→ To do:
Tell how many lines in the data contain the string "swap", using a single number as the whole reply.

→ Given data:
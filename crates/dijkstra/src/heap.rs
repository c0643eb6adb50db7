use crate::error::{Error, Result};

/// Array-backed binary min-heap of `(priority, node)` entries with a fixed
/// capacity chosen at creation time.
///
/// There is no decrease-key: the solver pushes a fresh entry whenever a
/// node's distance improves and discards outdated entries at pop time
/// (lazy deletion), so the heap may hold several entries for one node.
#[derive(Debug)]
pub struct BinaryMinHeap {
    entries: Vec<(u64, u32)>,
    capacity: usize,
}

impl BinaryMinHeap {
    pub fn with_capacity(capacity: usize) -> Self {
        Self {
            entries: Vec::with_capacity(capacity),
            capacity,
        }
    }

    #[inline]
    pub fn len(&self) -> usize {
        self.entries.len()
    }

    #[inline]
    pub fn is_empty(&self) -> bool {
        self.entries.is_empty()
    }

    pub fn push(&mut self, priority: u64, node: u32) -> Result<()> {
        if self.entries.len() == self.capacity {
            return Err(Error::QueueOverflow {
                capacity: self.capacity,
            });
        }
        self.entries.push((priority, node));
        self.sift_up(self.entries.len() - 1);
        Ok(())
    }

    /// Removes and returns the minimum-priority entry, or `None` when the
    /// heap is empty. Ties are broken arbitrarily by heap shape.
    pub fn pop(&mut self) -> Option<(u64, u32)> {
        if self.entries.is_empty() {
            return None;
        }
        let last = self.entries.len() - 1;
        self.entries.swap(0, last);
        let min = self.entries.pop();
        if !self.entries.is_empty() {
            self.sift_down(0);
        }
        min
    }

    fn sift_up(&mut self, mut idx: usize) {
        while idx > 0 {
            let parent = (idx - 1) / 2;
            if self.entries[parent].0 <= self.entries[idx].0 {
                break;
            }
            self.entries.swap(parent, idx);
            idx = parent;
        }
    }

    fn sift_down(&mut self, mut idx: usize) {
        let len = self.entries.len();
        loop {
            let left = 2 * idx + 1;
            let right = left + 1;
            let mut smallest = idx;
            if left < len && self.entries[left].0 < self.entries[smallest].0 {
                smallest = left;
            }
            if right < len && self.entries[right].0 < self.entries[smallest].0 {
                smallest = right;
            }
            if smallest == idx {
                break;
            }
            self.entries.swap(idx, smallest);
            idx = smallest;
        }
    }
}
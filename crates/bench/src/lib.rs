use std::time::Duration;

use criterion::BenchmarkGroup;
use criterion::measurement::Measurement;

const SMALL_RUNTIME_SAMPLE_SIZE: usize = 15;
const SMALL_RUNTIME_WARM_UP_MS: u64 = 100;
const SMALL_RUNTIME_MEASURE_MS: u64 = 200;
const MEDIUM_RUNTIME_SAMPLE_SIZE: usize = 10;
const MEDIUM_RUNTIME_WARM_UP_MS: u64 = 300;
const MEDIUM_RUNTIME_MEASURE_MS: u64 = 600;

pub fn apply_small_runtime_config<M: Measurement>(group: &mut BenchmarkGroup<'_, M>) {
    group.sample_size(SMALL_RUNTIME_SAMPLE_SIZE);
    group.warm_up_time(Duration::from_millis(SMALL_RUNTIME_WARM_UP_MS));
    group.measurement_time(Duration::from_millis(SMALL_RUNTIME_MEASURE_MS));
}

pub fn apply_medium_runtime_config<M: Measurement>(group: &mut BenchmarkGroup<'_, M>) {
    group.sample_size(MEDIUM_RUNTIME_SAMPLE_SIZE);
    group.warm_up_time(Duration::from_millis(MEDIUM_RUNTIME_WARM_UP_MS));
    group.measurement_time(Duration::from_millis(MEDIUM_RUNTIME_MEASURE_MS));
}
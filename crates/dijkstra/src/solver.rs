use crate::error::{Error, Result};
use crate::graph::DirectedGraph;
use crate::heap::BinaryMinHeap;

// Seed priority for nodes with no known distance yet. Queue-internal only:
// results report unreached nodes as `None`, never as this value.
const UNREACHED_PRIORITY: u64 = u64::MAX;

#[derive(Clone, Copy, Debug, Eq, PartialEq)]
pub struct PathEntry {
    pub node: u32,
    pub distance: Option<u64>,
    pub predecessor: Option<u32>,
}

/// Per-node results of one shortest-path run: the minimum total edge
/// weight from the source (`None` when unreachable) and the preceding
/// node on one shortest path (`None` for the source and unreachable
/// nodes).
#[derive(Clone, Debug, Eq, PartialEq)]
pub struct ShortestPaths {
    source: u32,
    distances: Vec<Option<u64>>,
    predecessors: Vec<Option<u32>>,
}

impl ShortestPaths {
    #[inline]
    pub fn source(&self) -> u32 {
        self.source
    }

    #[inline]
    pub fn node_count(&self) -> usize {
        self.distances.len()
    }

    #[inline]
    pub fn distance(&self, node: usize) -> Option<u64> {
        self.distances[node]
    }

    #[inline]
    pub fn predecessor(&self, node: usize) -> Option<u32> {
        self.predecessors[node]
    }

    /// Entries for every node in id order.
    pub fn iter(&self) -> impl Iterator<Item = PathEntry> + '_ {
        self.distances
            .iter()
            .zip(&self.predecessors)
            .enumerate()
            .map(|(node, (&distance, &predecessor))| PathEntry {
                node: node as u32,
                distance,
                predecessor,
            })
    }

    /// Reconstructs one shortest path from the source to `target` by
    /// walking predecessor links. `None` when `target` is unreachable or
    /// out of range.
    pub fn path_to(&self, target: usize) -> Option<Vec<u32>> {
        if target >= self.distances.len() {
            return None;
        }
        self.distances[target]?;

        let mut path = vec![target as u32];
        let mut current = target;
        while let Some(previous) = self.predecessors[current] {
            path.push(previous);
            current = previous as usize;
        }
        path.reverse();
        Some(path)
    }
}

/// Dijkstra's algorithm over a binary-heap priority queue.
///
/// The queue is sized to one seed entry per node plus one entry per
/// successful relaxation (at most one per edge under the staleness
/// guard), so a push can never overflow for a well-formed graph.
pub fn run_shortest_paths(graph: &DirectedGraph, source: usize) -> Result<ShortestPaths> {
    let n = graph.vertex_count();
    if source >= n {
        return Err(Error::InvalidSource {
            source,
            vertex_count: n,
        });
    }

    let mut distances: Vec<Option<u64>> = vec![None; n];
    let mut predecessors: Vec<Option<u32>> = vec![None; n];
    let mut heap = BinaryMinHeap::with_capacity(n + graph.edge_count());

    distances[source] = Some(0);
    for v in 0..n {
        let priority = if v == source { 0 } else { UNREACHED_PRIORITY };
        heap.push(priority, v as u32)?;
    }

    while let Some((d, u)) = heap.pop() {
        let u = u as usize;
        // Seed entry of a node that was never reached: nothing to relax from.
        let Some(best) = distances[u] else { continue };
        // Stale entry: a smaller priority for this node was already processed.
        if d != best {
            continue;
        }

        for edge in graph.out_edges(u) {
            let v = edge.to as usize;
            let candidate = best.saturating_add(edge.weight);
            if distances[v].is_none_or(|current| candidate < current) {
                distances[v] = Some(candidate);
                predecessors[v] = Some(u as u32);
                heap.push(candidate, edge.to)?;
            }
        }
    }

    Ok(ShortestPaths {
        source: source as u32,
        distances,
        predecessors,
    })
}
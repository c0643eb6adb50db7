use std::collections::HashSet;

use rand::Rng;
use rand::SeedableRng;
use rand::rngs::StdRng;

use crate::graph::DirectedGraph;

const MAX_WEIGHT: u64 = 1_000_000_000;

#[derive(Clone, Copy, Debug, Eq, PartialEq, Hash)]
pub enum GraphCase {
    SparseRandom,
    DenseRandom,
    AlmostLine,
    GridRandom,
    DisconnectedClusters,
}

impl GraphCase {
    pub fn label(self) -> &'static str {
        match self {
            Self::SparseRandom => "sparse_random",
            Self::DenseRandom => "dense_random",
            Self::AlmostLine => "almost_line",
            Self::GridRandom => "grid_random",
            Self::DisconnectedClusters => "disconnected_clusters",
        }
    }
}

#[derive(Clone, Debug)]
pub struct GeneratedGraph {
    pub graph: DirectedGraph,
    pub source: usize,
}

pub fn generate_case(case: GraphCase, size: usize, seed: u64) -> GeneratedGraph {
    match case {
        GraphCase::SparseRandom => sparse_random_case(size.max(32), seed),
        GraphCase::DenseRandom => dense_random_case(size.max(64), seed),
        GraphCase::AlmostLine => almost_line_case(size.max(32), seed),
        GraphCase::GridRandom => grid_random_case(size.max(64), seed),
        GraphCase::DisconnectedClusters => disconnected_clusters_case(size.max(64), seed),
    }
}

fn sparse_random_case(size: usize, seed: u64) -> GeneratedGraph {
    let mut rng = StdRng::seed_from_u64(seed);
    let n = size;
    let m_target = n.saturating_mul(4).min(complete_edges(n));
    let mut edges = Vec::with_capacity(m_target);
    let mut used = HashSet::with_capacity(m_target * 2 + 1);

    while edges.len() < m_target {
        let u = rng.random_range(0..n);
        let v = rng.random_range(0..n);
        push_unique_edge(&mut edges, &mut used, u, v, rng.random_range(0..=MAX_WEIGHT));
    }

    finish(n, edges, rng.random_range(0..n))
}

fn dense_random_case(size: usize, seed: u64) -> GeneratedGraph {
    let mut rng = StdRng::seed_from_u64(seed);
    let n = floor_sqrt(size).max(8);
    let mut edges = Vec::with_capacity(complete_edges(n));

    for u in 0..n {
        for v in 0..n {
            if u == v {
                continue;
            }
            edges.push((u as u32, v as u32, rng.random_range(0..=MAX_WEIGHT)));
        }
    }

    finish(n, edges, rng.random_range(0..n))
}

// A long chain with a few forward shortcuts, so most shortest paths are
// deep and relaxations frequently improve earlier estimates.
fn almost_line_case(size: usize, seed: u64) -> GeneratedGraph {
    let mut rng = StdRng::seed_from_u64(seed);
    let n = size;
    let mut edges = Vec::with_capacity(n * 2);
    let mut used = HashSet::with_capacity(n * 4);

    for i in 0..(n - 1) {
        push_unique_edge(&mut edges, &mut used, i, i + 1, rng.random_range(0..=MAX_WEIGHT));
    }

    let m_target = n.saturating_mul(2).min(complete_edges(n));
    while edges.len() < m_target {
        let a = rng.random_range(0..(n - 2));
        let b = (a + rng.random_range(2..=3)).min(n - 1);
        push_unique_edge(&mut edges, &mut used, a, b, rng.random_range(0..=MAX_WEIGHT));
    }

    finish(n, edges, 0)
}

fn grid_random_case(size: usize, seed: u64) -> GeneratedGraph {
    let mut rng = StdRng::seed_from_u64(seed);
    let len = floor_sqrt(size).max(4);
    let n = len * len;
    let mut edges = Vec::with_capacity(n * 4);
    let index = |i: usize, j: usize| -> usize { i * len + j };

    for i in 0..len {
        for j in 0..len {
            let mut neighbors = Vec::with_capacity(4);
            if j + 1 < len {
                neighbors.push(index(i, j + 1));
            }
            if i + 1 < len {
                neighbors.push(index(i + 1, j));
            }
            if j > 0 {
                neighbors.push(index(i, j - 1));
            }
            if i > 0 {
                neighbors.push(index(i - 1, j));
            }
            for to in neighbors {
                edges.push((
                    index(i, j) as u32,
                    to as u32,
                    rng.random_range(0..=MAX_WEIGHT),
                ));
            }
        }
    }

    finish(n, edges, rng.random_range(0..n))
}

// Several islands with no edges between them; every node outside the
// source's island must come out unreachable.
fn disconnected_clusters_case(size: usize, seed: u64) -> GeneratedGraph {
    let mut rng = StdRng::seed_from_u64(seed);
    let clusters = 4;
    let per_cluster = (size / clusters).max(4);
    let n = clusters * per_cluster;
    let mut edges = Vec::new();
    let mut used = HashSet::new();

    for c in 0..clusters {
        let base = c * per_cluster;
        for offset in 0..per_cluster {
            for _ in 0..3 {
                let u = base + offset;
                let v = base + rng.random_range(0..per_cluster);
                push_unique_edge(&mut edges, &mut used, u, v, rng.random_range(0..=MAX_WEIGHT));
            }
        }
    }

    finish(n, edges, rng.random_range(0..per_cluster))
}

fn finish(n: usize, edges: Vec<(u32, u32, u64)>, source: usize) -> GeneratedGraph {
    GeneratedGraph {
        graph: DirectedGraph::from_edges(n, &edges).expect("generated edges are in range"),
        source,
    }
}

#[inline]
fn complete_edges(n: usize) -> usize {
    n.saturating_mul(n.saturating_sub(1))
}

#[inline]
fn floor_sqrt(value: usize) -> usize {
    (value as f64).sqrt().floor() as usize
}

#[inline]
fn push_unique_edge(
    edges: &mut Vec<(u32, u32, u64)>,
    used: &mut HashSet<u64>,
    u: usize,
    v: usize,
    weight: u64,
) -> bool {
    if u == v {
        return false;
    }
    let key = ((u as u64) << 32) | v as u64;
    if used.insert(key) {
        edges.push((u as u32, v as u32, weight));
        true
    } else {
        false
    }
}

→ Result of this task:
3